As desigualdades – ou biodesigualdades, para usar a expressão de Fassin (2018) – provocadas pela justicialização da saúde não parecem, portanto, incidir sobre a garantia da vida em si, nem mesmo apenas sobre as vidas de pessoas conforme seus estratos sociais, mas sobre uma hierarquia de tipos de demandas sobre a vida. De certa forma, pode-se dizer que a judicialização da saúde opera como uma política da vida (Fassin 2006) baseada na biolegitimidade das demandas de tecnologias e serviços de saúde em um contexto de substituição de direitos sociais e econômicos, pelo direito civil e político à vida (Fassin 2010). De fato, no presente “processo de transformação do direito à saúde em direito à vida” (Flores 2016, 205), mais do que o direito civil à vida, são os direitos sociais (como saúde, previdência e assistência social, além da própria assistência jurídica gratuita) que estão em risco na articulação entre crise, suspeição e judicialização.
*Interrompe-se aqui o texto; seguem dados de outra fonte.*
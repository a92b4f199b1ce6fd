//! ASCII PLY persistence for point clouds.
//!
//! The header declares the format version, vertex count and a fixed property
//! schema (x, y, z as float; red, green, blue as uchar), followed by one
//! whitespace-separated record per vertex in that field order.

use std::{
    fs::File,
    io::{BufRead, BufReader, BufWriter, Lines, Write},
    path::Path,
    str::FromStr,
};

use log::info;

use crate::{
    data::{Point, PointCloud},
    Error,
};

pub fn write<P: AsRef<Path>>(cloud: &PointCloud, path: P) -> Result<(), Error> {
    let file = File::create(&path)?;
    let mut writer = BufWriter::new(file);

    writeln!(writer, "ply")?;
    writeln!(writer, "format ascii 1.0")?;
    writeln!(writer, "element vertex {}", cloud.len())?;
    writeln!(writer, "property float x")?;
    writeln!(writer, "property float y")?;
    writeln!(writer, "property float z")?;
    writeln!(writer, "property uchar red")?;
    writeln!(writer, "property uchar green")?;
    writeln!(writer, "property uchar blue")?;
    writeln!(writer, "end_header")?;

    for point in cloud.iter() {
        writeln!(
            writer,
            "{:.6} {:.6} {:.6} {} {} {}",
            point.x, point.y, point.z, point.red, point.green, point.blue
        )?;
    }

    writer.flush()?;

    info!(
        "wrote {} vertices to {}",
        cloud.len(),
        path.as_ref().display()
    );

    Ok(())
}

pub fn load<P: AsRef<Path>>(path: P) -> Result<PointCloud, Error> {
    let file = File::open(&path)?;
    let mut lines = BufReader::new(file).lines();

    if read_line(&mut lines)?.trim() != "ply" {
        return Err(Error::Ply("missing ply magic".into()));
    }

    let format = read_line(&mut lines)?;

    if format.trim() != "format ascii 1.0" {
        return Err(Error::Ply(format!("unsupported format: {}", format.trim())));
    }

    let mut vertex_count = None;

    loop {
        let line = read_line(&mut lines)?;
        let line = line.trim();

        if line == "end_header" {
            break;
        }

        if let Some(count) = line.strip_prefix("element vertex ") {
            vertex_count = Some(parse_field(count)?);
        }

        // property and comment lines carry no information beyond the
        // fixed schema this module writes
    }

    let Some(vertex_count) = vertex_count else {
        return Err(Error::Ply("header declares no vertex element".into()));
    };

    let mut cloud = PointCloud::with_capacity(vertex_count);

    for index in 0..vertex_count {
        let line = read_line(&mut lines)?;
        let fields: Vec<&str> = line.split_whitespace().collect();

        if fields.len() != 6 {
            return Err(Error::Ply(format!(
                "vertex record {} has {} fields, expected 6",
                index,
                fields.len()
            )));
        }

        cloud.push(Point {
            x: parse_field(fields[0])?,
            y: parse_field(fields[1])?,
            z: parse_field(fields[2])?,
            red: parse_field(fields[3])?,
            green: parse_field(fields[4])?,
            blue: parse_field(fields[5])?,
        });
    }

    Ok(cloud)
}

fn read_line<R: BufRead>(lines: &mut Lines<R>) -> Result<String, Error> {
    match lines.next() {
        Some(line) => Ok(line?),
        None => Err(Error::Ply("unexpected end of file".into())),
    }
}

fn parse_field<T: FromStr>(field: &str) -> Result<T, Error> {
    field
        .parse()
        .map_err(|_| Error::Ply(format!("invalid numeric field: {field}")))
}
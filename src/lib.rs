mod camera;
mod data;

pub mod device;
pub mod ply;
pub mod processor;
#[cfg(feature = "viewer")]
pub mod viewer;

use thiserror::Error;

pub use camera::Intrinsics;
pub use data::{ColorFormat, ColorFrame, DepthFrame, Point, PointCloud};
pub use device::{Backend, Device, StreamProfile, SyntheticBackend};
pub use processor::{
    CloudProjector, FilterConfig, ProcessTrait, ProcessorTrait, SpatialFilter, TemporalFilter,
};

#[derive(Error, Debug)]
pub enum Error {
    #[error("No stream configuration matching {width}x{height}")]
    NoStreamConfig { width: usize, height: usize },
    #[error("Frame dimensions mismatch: depth is {depth_width}x{depth_height}, color is {color_width}x{color_height}")]
    DimensionMismatch {
        depth_width: usize,
        depth_height: usize,
        color_width: usize,
        color_height: usize,
    },
    #[error(transparent)]
    Io(#[from] std::io::Error),
    #[error("Invalid point cloud file: {0}")]
    Ply(String),
    #[error("Processing error: {0}")]
    Processing(Box<dyn std::error::Error + Send + Sync>),
}

/// Configuration of a streaming session and its depth pipeline.
#[derive(Clone)]
pub struct Config {
    /// Requested stream width (pixel)
    pub width: usize,
    /// Requested stream height (pixel)
    pub height: usize,
    /// Requested frame rate (Hz)
    pub frame_rate: u32,
    /// Frames grabbed and discarded at open while the sensor settles
    pub warmup_frames: u32,
    /// Clip at this maximum distance (meter)
    pub clipping_distance: f32,
    /// Depth noise filters, spatial pass first
    pub filters: FilterConfig,
}

impl Default for Config {
    fn default() -> Self {
        Self {
            width: 640,
            height: 480,
            frame_rate: 30,
            warmup_frames: 100,
            clipping_distance: 2.0,
            filters: FilterConfig::default(),
        }
    }
}
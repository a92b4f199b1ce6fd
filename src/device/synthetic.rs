use log::{debug, info};

use crate::{
    camera::Intrinsics,
    data::{ColorFormat, ColorFrame, DepthFrame},
    Config, Error,
};

use super::{Backend, StreamProfile};

const SUPPORTED_MODES: &[StreamProfile] = &[
    StreamProfile {
        width: 424,
        height: 240,
        frame_rate: 30,
    },
    StreamProfile {
        width: 640,
        height: 480,
        frame_rate: 30,
    },
    StreamProfile {
        width: 848,
        height: 480,
        frame_rate: 30,
    },
    StreamProfile {
        width: 1280,
        height: 720,
        frame_rate: 30,
    },
];

/// Software frame source producing a deterministic scene: a gently rippling
/// wall with a spherical bump, a far band beyond usual clipping distances,
/// scattered sensor dropouts, and a color gradient stored in BGR order.
#[derive(Debug, Clone, Default)]
pub struct SyntheticBackend {
    profile: Option<StreamProfile>,
    sequence: u32,
    dropout_interval: u32,
}

impl SyntheticBackend {
    pub fn new() -> Self {
        Self::default()
    }

    /// Report every `interval`-th frame pair as unavailable.
    pub fn with_dropout(interval: u32) -> Self {
        Self {
            dropout_interval: interval,
            ..Self::default()
        }
    }

    fn depth_sample(profile: StreamProfile, x: usize, y: usize, sequence: u32) -> u16 {
        // scattered invalid samples, as a real sensor produces
        if (x + y * profile.width) % 97 == 0 {
            return 0;
        }

        let u = x as f32 / profile.width as f32;
        let v = y as f32 / profile.height as f32;

        // band on the right edge, beyond usual clipping distances
        if u > 0.92 {
            return 2600;
        }

        // wall at ~1.5m with a shallow ripple drifting over time
        let mut depth = 1500.0 + 40.0 * (u * 12.0 + sequence as f32 * 0.1).sin();

        // spherical bump towards the viewer in the middle of the scene
        let du = u - 0.5;
        let dv = v - 0.5;
        let r2 = du * du + dv * dv;

        if r2 < 0.04 {
            depth -= 400.0 * (1.0 - r2 / 0.04);
        }

        depth as u16
    }
}

impl Backend for SyntheticBackend {
    fn open(&mut self, config: &Config) -> Result<StreamProfile, Error> {
        let profile = SUPPORTED_MODES
            .iter()
            .copied()
            .find(|mode| mode.width == config.width && mode.height == config.height)
            .ok_or(Error::NoStreamConfig {
                width: config.width,
                height: config.height,
            })?;

        self.profile = Some(profile);
        self.sequence = 0;

        debug!(
            "synthetic streams negotiated at {}x{}@{}",
            profile.width, profile.height, profile.frame_rate
        );

        Ok(profile)
    }

    fn depth_scale(&self) -> f32 {
        // depth units are millimeters
        0.001
    }

    fn intrinsics(&self) -> Intrinsics {
        match self.profile {
            Some(profile) => Intrinsics {
                fx: profile.width as f32 * 0.8,
                fy: profile.width as f32 * 0.8,
                cx: (profile.width as f32 - 1.0) / 2.0,
                cy: (profile.height as f32 - 1.0) / 2.0,
            },
            None => Intrinsics::default(),
        }
    }

    fn next_frame_pair(&mut self) -> Result<Option<(DepthFrame, ColorFrame)>, Error> {
        let Some(profile) = self.profile else {
            return Ok(None);
        };

        let sequence = self.sequence;
        self.sequence += 1;

        if self.dropout_interval > 0 && sequence % self.dropout_interval == 0 {
            return Ok(None);
        }

        let timestamp = sequence.saturating_mul(1000 / profile.frame_rate.max(1));

        let mut depth_buffer = Vec::with_capacity(profile.width * profile.height);
        let mut color_buffer = Vec::with_capacity(profile.width * profile.height * 3);

        for y in 0..profile.height {
            for x in 0..profile.width {
                depth_buffer.push(Self::depth_sample(profile, x, y, sequence));

                // gradient stored in the stream's native BGR order
                let blue = (x * 255 / profile.width) as u8;
                let green = (y * 255 / profile.height) as u8;

                color_buffer.extend_from_slice(&[blue, green, 200]);
            }
        }

        Ok(Some((
            DepthFrame {
                width: profile.width,
                height: profile.height,
                buffer: depth_buffer,
                sequence,
                timestamp,
            },
            ColorFrame {
                format: ColorFormat::Bgr,
                width: profile.width,
                height: profile.height,
                buffer: color_buffer,
                sequence,
                timestamp,
            },
        )))
    }

    fn close(&mut self) {
        if self.profile.take().is_some() {
            info!("synthetic streams stopped");
        }
    }
}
A proliferação de regulações jurídico-normativas, de requisições de laudos periciais e, ainda, de estatísticas, cifras e recomendações de medicina baseada em evidências no âmbito da judicialização da saúde evocam a necessidade e a atualidade das reflexões sobre o poder sobre a vida, seja no sentido de captar as correlações biopolíticas entre “mecanismos jurídico-legais, mecanismos disciplinares, e mecanismos de segurança” (Foucault 2008, 8) ou os significados, afetos, valores e práticas das políticas da vida que decidem “que tipo de vida pode ou não pode ser vivida” (Fassin 2006, 46, tradução minha). Tendo em vista que, em larga medida, a judicialização da saúde no Brasil responde simultaneamente a demandas sociais, interesses de mercado e novos arranjos burocráticos, mais do que nunca, o que está em jogo para “o biopoder não é reprimir pessoas, mas tornar populações produtivas. A vida e os seres vivos estão no coração de lutas políticas e do desenvolvimento econômico”, como notou Yang (2018, 1, tradução minha).